*** Opening of RECORDS FOR THE EXERCISE ***

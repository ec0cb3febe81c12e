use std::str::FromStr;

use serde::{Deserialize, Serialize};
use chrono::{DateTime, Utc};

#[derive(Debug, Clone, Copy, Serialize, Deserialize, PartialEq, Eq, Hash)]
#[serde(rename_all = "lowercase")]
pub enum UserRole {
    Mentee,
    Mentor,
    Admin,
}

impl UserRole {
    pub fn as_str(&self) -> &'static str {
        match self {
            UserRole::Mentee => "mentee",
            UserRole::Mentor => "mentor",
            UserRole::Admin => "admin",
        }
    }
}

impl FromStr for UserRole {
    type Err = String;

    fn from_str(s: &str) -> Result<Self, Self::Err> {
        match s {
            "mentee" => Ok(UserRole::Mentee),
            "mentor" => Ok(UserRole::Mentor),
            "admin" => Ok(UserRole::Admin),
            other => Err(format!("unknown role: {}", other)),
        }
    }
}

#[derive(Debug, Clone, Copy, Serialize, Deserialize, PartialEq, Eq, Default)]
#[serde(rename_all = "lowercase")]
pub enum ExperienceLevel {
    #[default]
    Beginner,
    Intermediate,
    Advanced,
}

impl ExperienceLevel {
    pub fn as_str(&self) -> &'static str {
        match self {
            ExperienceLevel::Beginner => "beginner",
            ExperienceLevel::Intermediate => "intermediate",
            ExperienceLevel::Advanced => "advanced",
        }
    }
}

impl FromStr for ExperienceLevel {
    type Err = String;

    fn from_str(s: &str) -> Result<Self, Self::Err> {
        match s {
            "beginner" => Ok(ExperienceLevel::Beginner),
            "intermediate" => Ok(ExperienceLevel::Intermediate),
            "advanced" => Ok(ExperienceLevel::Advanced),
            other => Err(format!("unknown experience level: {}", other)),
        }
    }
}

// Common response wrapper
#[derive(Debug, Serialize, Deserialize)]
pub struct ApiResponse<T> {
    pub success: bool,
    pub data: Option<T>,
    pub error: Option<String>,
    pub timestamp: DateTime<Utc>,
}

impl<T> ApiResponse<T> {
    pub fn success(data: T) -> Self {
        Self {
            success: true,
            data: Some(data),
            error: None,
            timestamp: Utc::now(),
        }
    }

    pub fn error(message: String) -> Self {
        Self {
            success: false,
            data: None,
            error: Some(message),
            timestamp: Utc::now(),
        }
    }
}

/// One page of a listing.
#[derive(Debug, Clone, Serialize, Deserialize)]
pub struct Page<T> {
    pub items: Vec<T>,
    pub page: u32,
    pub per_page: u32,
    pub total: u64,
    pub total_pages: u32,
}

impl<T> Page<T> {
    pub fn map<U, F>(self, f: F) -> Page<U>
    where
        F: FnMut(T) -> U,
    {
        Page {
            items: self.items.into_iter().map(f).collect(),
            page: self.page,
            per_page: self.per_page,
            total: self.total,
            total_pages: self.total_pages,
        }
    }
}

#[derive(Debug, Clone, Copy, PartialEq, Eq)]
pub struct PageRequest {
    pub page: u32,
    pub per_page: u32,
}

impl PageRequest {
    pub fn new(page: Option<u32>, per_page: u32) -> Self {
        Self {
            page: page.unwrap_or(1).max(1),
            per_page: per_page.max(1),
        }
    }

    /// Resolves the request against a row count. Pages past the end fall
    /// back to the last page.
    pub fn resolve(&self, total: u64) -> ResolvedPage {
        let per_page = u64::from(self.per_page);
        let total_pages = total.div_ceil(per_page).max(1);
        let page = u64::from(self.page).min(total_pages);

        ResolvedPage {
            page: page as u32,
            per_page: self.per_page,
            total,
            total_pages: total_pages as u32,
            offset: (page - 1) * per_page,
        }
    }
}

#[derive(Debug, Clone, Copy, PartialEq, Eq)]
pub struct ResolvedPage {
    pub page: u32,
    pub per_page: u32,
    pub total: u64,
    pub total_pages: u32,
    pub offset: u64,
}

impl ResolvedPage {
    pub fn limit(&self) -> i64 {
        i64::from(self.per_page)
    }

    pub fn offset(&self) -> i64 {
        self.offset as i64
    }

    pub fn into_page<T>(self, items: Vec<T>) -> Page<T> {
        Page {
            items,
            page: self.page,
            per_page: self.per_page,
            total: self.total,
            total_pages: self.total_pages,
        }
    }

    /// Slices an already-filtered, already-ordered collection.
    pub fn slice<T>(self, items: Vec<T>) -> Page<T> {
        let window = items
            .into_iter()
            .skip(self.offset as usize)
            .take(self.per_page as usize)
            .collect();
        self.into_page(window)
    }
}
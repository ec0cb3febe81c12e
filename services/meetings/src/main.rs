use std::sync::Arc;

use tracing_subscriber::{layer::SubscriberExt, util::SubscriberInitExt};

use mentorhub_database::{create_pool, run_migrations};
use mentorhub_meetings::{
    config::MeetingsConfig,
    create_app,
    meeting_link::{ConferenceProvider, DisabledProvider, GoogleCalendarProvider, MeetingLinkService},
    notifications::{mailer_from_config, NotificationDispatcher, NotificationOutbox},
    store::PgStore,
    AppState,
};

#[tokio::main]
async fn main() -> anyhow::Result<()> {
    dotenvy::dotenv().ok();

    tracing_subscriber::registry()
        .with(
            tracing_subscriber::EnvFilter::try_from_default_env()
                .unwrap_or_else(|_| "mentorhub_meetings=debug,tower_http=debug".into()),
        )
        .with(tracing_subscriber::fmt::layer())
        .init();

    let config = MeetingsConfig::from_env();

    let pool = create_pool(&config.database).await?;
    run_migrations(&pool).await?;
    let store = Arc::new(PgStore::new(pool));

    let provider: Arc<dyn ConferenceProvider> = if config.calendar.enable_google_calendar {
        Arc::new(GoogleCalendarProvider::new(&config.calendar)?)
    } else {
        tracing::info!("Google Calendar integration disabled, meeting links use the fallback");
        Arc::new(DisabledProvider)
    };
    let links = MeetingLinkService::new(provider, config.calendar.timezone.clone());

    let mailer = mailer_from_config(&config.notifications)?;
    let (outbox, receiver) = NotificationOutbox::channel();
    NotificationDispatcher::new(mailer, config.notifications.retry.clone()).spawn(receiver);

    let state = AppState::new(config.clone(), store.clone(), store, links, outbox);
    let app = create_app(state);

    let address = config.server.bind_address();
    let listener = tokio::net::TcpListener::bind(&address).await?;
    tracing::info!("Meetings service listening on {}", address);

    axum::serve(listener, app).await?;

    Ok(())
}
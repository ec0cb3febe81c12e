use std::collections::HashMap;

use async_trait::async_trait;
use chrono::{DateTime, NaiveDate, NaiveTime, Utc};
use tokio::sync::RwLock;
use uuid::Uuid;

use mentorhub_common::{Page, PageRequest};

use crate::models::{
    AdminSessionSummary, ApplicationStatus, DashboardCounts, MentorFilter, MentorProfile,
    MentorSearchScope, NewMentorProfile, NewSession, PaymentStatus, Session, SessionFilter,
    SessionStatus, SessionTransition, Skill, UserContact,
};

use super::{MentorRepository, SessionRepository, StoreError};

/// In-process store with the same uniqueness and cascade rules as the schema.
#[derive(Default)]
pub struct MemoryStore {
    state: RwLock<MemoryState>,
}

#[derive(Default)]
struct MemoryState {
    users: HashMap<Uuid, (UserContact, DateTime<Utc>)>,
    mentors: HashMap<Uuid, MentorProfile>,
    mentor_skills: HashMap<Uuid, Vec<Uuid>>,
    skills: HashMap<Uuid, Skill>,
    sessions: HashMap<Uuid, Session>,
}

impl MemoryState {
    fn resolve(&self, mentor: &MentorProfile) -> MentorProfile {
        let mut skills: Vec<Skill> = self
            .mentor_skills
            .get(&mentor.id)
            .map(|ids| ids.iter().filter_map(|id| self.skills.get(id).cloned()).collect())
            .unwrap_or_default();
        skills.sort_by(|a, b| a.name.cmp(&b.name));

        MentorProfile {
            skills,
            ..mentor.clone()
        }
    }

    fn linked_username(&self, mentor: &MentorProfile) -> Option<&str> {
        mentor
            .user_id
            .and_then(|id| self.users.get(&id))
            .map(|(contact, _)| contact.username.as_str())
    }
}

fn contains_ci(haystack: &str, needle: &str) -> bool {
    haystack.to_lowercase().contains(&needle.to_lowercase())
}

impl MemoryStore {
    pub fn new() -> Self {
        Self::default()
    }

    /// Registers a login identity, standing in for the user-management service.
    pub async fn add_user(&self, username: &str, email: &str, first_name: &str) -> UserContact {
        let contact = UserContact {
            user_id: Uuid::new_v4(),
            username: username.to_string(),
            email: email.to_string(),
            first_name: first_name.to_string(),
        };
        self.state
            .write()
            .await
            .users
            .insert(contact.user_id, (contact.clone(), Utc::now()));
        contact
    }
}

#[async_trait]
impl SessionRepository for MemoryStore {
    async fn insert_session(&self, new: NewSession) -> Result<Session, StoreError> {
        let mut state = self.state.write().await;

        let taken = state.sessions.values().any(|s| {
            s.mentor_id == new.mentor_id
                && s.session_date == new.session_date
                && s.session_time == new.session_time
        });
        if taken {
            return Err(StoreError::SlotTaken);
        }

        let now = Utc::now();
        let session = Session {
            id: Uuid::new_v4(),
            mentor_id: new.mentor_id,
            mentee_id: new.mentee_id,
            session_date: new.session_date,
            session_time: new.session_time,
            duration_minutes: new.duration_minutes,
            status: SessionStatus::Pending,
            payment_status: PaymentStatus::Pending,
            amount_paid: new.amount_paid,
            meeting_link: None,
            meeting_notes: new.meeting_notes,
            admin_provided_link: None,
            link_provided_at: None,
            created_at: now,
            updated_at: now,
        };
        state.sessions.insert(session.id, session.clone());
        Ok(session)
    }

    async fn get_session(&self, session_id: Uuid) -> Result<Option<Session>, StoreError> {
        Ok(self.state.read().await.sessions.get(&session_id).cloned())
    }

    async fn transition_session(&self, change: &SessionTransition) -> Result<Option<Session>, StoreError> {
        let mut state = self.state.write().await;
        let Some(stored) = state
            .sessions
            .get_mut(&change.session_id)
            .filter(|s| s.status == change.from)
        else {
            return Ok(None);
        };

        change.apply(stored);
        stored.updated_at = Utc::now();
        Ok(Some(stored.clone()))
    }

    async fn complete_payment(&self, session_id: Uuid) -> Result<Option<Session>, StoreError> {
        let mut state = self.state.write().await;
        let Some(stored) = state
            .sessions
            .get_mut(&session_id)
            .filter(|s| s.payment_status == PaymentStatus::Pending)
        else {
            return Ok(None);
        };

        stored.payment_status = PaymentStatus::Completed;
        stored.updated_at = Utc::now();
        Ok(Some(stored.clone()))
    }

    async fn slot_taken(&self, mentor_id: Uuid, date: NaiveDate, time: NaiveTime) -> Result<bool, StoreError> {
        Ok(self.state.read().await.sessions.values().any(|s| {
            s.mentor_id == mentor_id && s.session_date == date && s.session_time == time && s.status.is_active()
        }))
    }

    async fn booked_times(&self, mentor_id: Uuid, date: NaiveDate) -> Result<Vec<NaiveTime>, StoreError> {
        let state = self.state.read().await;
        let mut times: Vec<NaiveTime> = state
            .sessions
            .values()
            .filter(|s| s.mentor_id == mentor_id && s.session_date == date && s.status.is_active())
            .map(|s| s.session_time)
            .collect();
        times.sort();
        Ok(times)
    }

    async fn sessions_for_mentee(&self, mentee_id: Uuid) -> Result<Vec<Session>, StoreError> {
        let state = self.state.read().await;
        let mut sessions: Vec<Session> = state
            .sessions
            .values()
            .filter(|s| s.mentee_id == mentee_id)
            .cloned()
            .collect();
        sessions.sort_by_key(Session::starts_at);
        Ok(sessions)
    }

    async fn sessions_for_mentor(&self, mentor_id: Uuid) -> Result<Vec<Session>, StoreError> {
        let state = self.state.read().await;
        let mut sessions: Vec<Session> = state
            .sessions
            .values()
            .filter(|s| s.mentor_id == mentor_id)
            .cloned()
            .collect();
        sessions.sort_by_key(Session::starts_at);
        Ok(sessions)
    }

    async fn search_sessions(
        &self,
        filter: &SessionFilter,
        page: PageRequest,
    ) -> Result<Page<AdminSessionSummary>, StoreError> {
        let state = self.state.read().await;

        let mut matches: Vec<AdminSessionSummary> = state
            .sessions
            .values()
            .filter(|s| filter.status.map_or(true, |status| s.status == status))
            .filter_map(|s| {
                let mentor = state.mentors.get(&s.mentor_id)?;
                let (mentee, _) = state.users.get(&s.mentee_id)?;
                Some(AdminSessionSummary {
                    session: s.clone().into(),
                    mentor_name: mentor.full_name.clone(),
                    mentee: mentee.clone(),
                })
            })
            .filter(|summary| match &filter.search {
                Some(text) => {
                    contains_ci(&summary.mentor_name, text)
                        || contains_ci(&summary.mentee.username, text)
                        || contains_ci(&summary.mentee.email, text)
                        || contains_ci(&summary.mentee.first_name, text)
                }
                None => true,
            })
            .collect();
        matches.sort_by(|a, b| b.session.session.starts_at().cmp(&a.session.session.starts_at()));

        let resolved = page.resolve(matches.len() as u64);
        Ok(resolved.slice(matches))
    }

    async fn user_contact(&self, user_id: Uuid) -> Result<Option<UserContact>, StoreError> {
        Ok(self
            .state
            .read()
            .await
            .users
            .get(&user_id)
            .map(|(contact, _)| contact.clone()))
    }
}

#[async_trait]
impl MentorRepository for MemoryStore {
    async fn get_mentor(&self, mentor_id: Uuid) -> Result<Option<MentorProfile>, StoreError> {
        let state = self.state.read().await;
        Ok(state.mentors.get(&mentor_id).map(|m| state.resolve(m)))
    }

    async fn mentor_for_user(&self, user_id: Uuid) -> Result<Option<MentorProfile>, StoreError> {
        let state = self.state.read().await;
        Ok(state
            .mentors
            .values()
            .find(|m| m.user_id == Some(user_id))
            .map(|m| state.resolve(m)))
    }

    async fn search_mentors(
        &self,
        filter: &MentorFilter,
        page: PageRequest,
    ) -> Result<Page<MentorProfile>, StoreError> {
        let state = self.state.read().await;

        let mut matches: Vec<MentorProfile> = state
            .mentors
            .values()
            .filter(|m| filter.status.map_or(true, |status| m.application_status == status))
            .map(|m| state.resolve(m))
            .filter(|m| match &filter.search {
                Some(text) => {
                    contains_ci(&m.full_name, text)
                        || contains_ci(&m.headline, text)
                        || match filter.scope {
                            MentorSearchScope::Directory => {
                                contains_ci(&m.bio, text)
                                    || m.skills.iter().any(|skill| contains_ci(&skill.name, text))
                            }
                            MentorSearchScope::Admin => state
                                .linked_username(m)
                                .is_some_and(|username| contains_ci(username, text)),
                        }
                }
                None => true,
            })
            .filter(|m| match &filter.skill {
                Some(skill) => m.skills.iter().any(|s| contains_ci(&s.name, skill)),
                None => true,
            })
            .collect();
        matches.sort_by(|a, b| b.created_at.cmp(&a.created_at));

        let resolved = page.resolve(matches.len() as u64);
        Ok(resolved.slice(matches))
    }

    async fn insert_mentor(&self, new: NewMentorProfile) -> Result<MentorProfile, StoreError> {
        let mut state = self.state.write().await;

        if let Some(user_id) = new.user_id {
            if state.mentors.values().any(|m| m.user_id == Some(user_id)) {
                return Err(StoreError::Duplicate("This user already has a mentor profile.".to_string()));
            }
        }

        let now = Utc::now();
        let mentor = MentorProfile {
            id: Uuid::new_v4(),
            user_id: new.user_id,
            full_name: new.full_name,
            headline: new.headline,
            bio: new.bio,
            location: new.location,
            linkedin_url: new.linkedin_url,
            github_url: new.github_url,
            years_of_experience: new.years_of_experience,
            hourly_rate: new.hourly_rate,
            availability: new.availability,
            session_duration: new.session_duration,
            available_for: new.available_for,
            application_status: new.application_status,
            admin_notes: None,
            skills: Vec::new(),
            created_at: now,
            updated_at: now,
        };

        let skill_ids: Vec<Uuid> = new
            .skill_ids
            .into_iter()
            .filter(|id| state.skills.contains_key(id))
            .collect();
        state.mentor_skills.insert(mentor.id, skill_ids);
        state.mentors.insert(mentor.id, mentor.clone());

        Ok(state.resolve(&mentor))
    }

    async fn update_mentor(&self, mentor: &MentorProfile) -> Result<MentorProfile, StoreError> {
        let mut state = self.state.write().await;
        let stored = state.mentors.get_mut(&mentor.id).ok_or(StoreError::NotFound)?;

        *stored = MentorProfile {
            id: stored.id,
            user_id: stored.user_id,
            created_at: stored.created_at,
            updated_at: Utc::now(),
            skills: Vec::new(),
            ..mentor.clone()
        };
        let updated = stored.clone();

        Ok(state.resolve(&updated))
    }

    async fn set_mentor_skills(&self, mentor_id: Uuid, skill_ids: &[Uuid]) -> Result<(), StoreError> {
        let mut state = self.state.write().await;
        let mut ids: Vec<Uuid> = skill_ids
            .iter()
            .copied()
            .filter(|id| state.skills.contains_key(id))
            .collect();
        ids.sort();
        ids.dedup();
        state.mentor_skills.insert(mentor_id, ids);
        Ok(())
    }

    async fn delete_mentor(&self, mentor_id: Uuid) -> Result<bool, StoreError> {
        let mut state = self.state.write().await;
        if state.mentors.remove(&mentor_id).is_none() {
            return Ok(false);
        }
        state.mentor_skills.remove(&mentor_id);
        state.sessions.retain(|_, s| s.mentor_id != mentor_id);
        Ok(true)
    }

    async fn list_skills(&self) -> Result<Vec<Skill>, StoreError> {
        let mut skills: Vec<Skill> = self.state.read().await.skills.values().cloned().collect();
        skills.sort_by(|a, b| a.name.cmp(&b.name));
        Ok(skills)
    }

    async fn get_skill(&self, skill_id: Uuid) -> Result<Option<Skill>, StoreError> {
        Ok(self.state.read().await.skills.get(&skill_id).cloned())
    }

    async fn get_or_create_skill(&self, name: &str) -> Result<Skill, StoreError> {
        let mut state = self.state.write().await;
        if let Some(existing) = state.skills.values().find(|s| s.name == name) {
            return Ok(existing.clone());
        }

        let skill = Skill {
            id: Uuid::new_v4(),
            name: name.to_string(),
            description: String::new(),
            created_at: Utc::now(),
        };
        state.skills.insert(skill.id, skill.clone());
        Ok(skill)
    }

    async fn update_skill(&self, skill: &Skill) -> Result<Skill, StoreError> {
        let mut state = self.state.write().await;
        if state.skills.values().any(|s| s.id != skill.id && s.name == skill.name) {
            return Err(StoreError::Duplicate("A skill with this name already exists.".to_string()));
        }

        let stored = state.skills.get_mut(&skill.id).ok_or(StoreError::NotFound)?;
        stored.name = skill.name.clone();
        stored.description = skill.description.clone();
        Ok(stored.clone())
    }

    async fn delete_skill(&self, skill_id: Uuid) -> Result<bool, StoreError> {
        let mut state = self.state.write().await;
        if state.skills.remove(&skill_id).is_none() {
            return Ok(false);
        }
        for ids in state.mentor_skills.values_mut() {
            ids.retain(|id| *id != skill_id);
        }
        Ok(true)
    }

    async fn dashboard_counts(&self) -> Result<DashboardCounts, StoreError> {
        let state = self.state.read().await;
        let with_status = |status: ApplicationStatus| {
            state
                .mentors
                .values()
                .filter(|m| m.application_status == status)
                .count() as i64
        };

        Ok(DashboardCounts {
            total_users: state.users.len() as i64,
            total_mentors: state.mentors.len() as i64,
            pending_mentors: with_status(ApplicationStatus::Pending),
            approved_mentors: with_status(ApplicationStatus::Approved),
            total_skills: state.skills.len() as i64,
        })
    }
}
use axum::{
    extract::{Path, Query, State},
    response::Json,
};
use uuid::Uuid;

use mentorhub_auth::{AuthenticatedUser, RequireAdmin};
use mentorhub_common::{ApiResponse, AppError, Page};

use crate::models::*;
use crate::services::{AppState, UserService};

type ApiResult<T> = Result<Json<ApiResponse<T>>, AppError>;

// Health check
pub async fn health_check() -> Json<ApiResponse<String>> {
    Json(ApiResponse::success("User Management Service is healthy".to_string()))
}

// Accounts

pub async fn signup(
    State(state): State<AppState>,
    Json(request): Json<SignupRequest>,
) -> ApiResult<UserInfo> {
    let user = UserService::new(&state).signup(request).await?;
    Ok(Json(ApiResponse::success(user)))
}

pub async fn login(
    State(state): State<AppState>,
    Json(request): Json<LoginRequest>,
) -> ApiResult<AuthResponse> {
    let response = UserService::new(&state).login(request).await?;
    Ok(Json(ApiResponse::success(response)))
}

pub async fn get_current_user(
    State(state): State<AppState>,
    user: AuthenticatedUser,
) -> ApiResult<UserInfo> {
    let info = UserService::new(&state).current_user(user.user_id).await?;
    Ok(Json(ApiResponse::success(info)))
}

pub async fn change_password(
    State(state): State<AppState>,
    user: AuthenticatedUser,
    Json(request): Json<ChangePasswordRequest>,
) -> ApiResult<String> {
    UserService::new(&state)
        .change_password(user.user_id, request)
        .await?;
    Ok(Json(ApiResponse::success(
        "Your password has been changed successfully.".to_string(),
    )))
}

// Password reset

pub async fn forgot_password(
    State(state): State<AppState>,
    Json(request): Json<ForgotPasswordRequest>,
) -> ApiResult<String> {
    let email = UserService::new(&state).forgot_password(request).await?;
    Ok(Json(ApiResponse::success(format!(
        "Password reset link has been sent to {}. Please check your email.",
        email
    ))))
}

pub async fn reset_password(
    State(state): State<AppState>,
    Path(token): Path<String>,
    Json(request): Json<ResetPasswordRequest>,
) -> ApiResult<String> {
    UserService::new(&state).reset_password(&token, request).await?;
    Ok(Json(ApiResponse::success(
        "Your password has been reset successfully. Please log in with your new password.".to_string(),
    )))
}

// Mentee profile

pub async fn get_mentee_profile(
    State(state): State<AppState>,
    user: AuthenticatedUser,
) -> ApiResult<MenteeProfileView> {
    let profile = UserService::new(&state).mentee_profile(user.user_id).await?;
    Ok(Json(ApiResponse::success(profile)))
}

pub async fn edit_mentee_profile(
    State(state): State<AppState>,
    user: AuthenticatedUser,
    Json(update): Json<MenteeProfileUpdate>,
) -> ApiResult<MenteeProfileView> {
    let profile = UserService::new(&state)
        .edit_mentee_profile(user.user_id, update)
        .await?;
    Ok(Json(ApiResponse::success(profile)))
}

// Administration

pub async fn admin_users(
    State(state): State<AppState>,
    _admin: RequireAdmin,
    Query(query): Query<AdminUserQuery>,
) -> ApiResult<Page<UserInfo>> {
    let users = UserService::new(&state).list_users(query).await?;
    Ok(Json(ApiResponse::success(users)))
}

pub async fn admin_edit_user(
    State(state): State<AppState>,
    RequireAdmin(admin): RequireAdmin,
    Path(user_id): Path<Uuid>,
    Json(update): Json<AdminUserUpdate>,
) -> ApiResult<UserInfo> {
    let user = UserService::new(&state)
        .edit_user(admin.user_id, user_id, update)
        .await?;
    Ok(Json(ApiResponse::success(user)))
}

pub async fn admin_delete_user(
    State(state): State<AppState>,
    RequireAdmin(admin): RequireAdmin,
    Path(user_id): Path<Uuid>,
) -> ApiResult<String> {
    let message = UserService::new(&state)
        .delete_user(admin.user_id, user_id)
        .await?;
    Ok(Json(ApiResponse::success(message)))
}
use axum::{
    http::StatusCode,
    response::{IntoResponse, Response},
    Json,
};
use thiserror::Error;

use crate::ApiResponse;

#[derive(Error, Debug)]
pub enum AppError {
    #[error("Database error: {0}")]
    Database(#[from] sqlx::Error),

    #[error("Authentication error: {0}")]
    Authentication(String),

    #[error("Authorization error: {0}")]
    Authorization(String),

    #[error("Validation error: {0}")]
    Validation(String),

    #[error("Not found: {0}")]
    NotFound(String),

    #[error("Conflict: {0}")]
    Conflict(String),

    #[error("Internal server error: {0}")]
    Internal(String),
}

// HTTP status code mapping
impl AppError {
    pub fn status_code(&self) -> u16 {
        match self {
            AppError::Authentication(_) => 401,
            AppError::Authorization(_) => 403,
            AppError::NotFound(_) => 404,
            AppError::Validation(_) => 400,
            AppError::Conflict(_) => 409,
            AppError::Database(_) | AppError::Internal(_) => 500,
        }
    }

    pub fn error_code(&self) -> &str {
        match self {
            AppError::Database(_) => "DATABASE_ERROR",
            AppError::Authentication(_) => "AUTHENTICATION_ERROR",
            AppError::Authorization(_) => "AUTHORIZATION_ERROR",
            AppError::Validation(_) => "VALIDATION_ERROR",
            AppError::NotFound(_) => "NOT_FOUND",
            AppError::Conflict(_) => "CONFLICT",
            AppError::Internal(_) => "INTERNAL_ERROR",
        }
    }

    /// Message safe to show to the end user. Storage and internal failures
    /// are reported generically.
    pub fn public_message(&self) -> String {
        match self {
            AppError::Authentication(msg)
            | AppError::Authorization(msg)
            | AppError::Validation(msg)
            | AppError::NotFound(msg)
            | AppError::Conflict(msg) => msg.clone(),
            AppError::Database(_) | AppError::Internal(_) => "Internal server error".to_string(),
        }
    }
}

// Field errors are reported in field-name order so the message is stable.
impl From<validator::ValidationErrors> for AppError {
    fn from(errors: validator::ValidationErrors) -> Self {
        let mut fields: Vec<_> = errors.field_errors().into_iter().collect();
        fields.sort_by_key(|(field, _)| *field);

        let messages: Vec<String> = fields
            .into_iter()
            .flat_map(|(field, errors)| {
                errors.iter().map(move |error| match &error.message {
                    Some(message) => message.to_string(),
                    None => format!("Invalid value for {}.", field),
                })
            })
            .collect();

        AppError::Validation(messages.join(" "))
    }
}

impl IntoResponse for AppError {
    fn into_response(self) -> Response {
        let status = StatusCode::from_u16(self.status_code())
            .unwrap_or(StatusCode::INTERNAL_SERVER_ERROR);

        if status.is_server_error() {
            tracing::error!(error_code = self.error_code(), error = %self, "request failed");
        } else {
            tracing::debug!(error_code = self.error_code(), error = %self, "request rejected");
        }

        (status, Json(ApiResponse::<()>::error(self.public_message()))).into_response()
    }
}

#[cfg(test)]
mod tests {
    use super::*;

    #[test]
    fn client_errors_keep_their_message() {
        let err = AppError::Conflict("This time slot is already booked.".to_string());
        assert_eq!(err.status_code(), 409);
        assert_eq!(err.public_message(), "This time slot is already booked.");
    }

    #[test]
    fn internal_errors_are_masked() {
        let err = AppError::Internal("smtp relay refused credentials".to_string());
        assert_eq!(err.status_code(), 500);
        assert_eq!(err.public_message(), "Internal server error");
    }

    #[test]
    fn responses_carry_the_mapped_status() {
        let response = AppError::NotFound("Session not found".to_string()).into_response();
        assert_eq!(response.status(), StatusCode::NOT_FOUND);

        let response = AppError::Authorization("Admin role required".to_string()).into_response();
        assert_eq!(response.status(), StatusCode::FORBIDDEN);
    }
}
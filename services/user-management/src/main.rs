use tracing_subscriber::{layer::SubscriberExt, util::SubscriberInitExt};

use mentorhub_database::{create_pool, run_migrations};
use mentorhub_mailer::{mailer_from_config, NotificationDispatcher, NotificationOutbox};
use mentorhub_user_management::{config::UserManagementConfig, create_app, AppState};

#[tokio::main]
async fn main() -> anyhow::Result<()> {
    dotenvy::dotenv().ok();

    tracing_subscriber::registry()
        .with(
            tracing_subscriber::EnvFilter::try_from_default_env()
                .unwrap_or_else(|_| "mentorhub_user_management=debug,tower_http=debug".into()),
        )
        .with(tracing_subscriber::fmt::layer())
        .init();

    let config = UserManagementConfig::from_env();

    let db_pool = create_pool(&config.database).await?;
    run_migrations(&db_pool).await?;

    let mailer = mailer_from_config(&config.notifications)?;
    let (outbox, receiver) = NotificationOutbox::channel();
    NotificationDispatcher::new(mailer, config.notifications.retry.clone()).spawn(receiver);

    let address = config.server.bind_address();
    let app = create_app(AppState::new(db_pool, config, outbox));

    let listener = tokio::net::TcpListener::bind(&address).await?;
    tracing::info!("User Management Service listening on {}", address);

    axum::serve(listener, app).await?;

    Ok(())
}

*** Close of RECORDS FOR THE EXERCISE ***

§ **DESCRIPTION OF THE TASK**
Your response should contain each line of the entries above that holds the string "GoogleCalendarProvider".

§ **ANSWER SECTION**
    meeting_link::{ConferenceProvider, DisabledProvider, GoogleCalendarProvider, MeetingLinkService},
        Arc::new(GoogleCalendarProvider::new(&config.calendar)?)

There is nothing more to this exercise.